• [Exercise requirements]:
For every line in the entries that contains "super", show the whole line.

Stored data
* * *

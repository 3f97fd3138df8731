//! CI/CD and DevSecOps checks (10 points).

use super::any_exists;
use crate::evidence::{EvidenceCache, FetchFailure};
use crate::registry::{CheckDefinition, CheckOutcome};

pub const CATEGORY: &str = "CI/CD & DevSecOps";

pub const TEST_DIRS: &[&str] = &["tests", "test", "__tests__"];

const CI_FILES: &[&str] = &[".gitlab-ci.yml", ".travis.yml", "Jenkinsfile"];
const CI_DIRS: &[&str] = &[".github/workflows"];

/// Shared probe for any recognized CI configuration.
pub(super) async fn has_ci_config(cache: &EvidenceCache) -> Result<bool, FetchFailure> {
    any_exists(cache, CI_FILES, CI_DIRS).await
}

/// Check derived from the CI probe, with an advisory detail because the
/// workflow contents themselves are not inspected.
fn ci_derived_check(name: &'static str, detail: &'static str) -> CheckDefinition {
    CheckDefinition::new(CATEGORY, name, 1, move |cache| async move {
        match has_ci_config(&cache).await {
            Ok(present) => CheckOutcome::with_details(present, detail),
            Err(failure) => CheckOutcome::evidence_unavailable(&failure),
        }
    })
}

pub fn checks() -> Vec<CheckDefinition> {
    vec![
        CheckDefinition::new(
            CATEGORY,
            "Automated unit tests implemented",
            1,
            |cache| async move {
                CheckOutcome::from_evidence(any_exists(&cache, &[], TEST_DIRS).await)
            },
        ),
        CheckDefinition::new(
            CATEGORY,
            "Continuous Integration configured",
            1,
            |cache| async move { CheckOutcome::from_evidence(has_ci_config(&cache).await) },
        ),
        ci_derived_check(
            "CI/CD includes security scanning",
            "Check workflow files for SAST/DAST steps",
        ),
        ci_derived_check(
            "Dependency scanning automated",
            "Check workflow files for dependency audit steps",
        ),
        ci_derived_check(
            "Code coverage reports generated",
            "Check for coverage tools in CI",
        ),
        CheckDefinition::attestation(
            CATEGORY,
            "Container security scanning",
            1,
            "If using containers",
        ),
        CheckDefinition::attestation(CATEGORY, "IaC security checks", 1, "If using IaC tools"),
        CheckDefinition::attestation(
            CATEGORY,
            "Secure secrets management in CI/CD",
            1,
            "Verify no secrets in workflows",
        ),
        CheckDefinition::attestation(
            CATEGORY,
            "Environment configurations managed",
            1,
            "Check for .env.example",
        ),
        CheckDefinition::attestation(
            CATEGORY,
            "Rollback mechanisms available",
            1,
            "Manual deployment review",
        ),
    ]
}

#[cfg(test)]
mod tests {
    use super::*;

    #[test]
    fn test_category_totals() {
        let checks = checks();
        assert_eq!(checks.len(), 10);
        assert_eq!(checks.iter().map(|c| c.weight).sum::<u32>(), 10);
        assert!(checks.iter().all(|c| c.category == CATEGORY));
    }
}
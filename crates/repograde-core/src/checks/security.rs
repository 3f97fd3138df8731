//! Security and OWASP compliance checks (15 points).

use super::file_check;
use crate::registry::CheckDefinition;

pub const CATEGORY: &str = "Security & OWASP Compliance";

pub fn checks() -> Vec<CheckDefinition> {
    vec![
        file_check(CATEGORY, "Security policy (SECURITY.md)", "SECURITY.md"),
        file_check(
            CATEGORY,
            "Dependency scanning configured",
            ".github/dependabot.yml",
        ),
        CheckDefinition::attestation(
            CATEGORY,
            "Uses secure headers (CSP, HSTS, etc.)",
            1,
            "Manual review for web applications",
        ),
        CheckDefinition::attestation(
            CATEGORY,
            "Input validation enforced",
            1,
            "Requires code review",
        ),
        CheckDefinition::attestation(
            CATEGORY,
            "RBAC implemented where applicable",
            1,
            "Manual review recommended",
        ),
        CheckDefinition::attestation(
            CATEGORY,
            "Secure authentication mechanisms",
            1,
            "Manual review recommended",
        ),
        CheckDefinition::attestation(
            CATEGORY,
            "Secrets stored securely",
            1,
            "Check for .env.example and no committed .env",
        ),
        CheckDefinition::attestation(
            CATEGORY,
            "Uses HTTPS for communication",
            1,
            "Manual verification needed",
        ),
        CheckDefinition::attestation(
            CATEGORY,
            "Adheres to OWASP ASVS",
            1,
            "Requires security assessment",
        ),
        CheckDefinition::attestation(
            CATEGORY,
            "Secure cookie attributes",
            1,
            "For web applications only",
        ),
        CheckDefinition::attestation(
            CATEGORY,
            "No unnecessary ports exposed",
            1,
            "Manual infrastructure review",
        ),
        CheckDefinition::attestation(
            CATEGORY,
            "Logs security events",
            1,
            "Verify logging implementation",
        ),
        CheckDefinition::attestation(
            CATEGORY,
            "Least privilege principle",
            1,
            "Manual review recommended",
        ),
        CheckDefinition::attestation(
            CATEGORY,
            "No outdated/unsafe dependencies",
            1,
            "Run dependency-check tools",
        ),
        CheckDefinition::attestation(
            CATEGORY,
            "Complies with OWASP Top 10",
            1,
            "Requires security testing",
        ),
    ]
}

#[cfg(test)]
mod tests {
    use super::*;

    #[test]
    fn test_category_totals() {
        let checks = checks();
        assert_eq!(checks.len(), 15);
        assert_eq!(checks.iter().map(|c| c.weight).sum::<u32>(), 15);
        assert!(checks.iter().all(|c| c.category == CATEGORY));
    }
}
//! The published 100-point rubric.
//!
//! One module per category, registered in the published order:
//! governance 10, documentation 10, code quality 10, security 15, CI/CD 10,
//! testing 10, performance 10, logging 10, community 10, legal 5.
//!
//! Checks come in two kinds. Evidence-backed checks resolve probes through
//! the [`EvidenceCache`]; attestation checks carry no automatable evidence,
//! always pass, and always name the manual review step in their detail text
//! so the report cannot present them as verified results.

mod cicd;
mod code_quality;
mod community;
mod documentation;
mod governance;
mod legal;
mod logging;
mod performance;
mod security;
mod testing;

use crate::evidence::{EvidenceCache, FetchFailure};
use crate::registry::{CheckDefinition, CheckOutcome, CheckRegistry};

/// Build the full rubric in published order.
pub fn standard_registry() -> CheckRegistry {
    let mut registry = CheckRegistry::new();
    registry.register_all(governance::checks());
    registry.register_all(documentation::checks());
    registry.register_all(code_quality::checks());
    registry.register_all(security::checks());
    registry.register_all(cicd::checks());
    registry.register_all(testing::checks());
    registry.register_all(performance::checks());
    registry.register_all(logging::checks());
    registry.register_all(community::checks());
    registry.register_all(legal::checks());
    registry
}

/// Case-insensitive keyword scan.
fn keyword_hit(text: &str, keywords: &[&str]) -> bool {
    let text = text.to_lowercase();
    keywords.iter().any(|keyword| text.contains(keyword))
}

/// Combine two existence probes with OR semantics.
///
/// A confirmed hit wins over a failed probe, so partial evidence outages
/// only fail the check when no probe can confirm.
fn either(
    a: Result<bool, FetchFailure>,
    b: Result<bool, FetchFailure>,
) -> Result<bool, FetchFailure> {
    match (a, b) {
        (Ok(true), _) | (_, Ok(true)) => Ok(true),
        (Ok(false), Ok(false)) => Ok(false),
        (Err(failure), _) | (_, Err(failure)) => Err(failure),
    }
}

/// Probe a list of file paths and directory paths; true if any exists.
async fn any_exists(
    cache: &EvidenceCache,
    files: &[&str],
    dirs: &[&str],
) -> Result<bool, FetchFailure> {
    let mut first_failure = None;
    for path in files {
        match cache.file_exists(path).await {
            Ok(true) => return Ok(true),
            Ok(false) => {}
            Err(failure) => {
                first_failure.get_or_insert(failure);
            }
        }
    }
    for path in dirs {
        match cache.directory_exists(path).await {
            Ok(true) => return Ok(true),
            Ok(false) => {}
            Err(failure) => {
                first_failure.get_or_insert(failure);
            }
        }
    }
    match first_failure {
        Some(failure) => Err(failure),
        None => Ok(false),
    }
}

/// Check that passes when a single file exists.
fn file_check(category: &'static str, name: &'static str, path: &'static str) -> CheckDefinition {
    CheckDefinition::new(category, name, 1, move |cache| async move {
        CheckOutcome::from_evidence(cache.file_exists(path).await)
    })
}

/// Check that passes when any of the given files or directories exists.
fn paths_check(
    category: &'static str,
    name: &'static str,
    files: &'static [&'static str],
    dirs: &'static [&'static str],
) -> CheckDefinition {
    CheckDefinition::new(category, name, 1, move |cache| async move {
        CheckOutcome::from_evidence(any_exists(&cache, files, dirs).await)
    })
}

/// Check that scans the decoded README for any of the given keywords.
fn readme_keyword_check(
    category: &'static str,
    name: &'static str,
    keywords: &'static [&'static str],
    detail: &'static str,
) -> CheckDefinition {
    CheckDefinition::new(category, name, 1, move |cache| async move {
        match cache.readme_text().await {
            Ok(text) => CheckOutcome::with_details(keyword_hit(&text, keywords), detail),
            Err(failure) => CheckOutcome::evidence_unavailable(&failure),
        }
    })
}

* * *

• [Solution to this exercise]:
use super::any_exists;
pub(super) async fn has_ci_config(cache: &EvidenceCache) -> Result<bool, FetchFailure> {
    use super::*;
use super::file_check;
    use super::*;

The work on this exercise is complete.